(Recorded information)

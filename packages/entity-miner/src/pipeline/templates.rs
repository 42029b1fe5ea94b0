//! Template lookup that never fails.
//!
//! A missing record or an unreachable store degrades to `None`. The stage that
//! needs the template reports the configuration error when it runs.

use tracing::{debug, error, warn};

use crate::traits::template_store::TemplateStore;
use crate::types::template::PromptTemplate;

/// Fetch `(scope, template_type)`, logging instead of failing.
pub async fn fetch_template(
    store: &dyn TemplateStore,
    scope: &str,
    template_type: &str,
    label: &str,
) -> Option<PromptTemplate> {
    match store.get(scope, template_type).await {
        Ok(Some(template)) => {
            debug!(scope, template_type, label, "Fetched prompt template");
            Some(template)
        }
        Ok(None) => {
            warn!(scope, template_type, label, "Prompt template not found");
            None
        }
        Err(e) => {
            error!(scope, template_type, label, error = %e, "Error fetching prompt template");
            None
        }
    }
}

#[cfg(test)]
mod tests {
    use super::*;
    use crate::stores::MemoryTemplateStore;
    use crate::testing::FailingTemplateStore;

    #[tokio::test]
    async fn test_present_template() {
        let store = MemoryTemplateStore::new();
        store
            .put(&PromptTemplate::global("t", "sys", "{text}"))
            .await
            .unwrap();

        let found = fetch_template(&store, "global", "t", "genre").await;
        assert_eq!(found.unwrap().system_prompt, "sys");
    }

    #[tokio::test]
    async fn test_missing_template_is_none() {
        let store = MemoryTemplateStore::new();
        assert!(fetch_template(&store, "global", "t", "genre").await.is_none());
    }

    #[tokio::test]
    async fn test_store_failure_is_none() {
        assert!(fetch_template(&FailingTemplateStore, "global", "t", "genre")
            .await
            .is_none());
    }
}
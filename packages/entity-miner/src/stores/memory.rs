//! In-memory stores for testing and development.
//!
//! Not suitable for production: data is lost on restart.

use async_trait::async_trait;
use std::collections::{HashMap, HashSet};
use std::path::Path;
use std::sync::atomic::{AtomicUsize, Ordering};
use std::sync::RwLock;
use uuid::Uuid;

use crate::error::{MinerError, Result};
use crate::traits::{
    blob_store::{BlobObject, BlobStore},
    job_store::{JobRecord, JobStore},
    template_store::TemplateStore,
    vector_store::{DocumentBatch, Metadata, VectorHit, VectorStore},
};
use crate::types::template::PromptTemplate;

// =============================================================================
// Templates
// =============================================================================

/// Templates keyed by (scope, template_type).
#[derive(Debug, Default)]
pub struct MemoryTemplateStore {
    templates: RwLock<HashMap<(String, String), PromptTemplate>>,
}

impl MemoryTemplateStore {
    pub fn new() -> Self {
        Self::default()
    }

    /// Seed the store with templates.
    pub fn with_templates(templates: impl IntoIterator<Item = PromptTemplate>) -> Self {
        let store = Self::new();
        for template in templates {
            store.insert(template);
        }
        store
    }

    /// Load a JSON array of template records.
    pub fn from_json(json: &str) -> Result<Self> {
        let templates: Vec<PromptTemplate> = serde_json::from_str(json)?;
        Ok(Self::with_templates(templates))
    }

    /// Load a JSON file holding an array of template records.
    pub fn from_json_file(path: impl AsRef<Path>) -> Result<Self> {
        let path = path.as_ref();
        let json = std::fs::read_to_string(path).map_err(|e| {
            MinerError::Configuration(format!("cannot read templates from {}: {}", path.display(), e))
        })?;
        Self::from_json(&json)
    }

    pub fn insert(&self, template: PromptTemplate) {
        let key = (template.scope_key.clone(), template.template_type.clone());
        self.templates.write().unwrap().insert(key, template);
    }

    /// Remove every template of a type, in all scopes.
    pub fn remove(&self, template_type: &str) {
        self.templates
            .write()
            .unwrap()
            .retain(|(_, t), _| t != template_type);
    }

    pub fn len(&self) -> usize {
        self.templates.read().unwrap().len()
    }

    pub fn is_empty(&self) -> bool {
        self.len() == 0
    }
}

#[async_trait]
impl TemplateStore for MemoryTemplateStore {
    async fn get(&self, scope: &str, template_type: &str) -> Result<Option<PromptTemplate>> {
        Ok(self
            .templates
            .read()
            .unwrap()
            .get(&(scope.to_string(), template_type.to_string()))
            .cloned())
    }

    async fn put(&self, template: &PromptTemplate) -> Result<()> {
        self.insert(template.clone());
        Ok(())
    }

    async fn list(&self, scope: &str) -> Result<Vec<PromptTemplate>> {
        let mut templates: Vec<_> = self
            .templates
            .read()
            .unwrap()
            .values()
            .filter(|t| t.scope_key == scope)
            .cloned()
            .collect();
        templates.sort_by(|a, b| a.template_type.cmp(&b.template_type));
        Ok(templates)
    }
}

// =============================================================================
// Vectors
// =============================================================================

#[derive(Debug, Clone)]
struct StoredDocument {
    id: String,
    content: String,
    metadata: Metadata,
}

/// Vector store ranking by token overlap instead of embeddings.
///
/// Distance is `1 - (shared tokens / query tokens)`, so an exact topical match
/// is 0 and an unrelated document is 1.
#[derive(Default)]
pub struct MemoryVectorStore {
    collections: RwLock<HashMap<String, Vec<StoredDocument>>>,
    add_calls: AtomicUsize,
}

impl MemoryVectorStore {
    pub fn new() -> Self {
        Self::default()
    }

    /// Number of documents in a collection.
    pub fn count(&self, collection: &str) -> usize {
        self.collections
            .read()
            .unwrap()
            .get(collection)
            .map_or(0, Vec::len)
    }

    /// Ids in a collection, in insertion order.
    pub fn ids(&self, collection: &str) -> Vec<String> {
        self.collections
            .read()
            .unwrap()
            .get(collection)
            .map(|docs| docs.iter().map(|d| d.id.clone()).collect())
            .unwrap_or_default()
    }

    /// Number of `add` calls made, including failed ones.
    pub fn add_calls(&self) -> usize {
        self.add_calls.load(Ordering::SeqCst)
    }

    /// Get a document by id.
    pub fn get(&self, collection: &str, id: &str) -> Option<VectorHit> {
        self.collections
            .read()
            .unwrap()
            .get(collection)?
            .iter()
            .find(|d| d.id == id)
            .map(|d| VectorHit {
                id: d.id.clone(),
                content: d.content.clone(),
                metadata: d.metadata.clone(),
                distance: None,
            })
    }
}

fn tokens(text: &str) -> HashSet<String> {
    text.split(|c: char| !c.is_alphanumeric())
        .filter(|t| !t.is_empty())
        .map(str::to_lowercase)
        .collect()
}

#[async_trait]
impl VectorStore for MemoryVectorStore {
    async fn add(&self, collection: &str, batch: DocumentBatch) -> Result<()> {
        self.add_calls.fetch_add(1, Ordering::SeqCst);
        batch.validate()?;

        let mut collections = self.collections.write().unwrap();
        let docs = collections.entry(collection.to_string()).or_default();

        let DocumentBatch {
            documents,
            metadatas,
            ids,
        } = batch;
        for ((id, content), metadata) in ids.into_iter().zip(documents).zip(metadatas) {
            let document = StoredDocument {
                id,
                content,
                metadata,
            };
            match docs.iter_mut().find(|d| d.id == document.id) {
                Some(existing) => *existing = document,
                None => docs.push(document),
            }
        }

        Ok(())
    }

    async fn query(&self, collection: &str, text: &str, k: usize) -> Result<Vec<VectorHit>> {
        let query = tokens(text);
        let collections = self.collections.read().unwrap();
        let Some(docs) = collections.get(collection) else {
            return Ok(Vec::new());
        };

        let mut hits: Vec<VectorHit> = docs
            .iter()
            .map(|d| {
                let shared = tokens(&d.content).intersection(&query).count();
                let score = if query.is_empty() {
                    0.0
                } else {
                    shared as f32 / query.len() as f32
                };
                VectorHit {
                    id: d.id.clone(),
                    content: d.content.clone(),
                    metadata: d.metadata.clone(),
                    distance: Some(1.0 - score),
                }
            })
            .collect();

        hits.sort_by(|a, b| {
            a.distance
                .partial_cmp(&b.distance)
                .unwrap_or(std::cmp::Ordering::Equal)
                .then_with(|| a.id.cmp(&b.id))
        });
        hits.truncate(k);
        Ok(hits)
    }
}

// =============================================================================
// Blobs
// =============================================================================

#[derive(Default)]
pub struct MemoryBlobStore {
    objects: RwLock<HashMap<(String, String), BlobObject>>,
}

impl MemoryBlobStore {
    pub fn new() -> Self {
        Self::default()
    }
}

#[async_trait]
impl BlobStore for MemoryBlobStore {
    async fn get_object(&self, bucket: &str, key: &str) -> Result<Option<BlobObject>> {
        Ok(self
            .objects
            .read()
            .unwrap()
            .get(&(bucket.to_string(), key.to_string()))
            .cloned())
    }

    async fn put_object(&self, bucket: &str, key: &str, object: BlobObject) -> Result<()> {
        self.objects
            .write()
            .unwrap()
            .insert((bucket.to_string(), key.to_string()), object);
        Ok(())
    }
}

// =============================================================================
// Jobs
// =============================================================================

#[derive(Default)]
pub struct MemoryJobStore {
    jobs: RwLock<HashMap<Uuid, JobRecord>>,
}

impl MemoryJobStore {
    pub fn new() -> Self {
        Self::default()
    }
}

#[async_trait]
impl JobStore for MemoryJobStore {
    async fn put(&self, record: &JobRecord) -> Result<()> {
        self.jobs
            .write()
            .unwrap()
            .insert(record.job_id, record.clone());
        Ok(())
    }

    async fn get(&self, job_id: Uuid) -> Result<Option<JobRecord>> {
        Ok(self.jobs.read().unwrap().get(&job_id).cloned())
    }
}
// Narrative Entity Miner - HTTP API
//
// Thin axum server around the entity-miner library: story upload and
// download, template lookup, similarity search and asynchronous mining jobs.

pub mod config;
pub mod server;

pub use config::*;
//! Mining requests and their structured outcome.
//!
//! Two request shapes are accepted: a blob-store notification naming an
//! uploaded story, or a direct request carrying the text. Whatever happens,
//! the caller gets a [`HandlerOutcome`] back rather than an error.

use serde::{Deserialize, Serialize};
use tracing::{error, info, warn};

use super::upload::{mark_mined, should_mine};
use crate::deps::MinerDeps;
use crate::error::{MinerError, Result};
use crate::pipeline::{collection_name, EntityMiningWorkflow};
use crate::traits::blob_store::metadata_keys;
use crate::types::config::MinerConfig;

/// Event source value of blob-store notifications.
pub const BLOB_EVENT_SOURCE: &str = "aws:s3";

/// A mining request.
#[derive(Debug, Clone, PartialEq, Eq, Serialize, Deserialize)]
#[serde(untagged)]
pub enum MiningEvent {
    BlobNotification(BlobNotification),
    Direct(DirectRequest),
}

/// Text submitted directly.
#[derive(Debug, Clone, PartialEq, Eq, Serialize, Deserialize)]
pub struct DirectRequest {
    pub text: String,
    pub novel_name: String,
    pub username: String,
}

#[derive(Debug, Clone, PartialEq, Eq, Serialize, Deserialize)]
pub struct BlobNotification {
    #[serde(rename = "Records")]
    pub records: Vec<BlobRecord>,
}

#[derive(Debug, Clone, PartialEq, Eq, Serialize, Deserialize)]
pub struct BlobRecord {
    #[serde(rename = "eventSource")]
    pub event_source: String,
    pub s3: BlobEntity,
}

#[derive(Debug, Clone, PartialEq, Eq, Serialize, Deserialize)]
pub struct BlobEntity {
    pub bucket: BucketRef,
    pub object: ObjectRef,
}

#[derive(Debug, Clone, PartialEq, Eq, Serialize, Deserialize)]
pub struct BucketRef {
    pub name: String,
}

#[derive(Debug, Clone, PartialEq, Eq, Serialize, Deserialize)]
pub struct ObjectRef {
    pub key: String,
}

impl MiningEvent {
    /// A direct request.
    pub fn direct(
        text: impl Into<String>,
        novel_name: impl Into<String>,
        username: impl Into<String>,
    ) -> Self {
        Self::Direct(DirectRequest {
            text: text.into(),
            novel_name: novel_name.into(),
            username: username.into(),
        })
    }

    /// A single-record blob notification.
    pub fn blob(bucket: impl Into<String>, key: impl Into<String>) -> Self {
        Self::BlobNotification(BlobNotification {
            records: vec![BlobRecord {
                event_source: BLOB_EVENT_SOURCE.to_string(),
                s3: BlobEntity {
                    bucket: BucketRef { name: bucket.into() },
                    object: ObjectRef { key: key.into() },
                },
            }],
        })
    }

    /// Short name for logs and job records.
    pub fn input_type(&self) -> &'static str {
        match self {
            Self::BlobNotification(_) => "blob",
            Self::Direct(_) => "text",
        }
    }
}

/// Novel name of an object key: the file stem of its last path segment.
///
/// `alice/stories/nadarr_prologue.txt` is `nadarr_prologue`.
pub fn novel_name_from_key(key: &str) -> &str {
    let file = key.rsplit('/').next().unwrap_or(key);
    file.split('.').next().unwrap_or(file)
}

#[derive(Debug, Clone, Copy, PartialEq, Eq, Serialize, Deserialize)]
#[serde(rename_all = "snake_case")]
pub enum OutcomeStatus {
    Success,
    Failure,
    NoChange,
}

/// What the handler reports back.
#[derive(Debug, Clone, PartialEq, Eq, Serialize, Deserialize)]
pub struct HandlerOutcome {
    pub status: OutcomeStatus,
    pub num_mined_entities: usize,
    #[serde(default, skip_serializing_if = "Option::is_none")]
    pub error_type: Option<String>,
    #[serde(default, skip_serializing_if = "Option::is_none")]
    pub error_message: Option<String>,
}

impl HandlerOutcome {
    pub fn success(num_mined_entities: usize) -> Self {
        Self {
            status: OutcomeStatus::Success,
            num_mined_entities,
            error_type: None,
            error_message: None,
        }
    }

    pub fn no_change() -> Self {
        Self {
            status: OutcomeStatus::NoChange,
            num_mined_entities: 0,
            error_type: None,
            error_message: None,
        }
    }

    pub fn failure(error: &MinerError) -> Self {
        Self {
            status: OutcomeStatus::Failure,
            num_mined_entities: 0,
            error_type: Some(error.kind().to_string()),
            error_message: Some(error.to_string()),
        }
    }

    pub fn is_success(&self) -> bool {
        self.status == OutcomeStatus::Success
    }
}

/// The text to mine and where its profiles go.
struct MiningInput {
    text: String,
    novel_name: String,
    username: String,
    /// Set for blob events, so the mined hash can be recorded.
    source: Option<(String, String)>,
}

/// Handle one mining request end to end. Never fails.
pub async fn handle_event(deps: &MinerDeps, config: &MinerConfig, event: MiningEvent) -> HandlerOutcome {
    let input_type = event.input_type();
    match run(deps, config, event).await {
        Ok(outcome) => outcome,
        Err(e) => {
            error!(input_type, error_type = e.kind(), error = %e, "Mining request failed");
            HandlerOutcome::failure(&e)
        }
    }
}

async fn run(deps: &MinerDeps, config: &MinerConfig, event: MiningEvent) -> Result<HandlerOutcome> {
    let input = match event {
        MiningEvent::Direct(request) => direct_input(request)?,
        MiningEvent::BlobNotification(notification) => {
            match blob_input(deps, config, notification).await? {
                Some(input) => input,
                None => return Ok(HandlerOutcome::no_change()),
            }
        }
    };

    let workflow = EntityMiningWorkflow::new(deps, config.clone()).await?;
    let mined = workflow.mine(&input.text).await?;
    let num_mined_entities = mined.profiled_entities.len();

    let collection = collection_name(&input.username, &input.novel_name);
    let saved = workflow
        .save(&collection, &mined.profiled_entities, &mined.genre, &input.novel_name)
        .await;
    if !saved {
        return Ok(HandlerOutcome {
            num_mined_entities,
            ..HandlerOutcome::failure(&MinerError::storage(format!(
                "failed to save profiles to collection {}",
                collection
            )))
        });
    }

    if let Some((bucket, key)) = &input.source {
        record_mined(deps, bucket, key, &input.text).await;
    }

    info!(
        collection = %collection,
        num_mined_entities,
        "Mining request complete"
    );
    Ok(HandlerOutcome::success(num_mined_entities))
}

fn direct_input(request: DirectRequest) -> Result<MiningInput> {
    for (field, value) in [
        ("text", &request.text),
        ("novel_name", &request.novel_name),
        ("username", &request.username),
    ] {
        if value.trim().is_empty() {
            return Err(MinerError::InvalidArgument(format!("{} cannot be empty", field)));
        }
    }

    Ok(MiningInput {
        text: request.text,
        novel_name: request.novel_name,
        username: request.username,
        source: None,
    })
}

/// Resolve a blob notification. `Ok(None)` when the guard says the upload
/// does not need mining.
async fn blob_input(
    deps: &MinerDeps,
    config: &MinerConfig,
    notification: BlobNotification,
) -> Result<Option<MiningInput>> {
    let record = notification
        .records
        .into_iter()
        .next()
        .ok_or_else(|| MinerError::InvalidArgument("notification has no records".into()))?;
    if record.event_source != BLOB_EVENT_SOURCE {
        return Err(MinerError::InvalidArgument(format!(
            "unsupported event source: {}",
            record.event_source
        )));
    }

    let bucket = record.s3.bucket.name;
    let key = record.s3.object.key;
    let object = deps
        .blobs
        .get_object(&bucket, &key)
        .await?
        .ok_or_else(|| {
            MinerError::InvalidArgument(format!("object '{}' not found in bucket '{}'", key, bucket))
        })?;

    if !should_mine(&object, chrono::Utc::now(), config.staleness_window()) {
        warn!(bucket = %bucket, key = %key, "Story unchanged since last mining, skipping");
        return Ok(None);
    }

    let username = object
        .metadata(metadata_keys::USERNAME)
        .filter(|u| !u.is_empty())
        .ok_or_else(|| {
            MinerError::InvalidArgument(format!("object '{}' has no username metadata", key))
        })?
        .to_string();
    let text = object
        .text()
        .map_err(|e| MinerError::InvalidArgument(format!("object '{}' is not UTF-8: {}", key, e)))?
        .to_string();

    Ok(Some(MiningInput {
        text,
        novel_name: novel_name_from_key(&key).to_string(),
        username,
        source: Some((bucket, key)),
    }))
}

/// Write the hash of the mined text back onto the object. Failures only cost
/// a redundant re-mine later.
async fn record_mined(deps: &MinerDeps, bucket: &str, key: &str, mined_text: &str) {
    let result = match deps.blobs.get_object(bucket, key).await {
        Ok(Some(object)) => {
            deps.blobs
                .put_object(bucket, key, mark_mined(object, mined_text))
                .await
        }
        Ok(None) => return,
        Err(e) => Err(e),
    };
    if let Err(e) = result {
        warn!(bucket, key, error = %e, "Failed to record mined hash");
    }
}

(End Recorded information)

The first line of the records and every line down to the line with "use crate::traits::template_store::TemplateStore;" must be quoted exactly; leave out all else.

filename packages/entity-miner/src/pipeline/templates.rs
repository 42029b1fe5ea94b0
//! Template lookup that never fails.
//!
//! A missing record or an unreachable store degrades to `None`. The stage that
//! needs the template reports the configuration error when it runs.

use tracing::{debug, error, warn};

use crate::traits::template_store::TemplateStore;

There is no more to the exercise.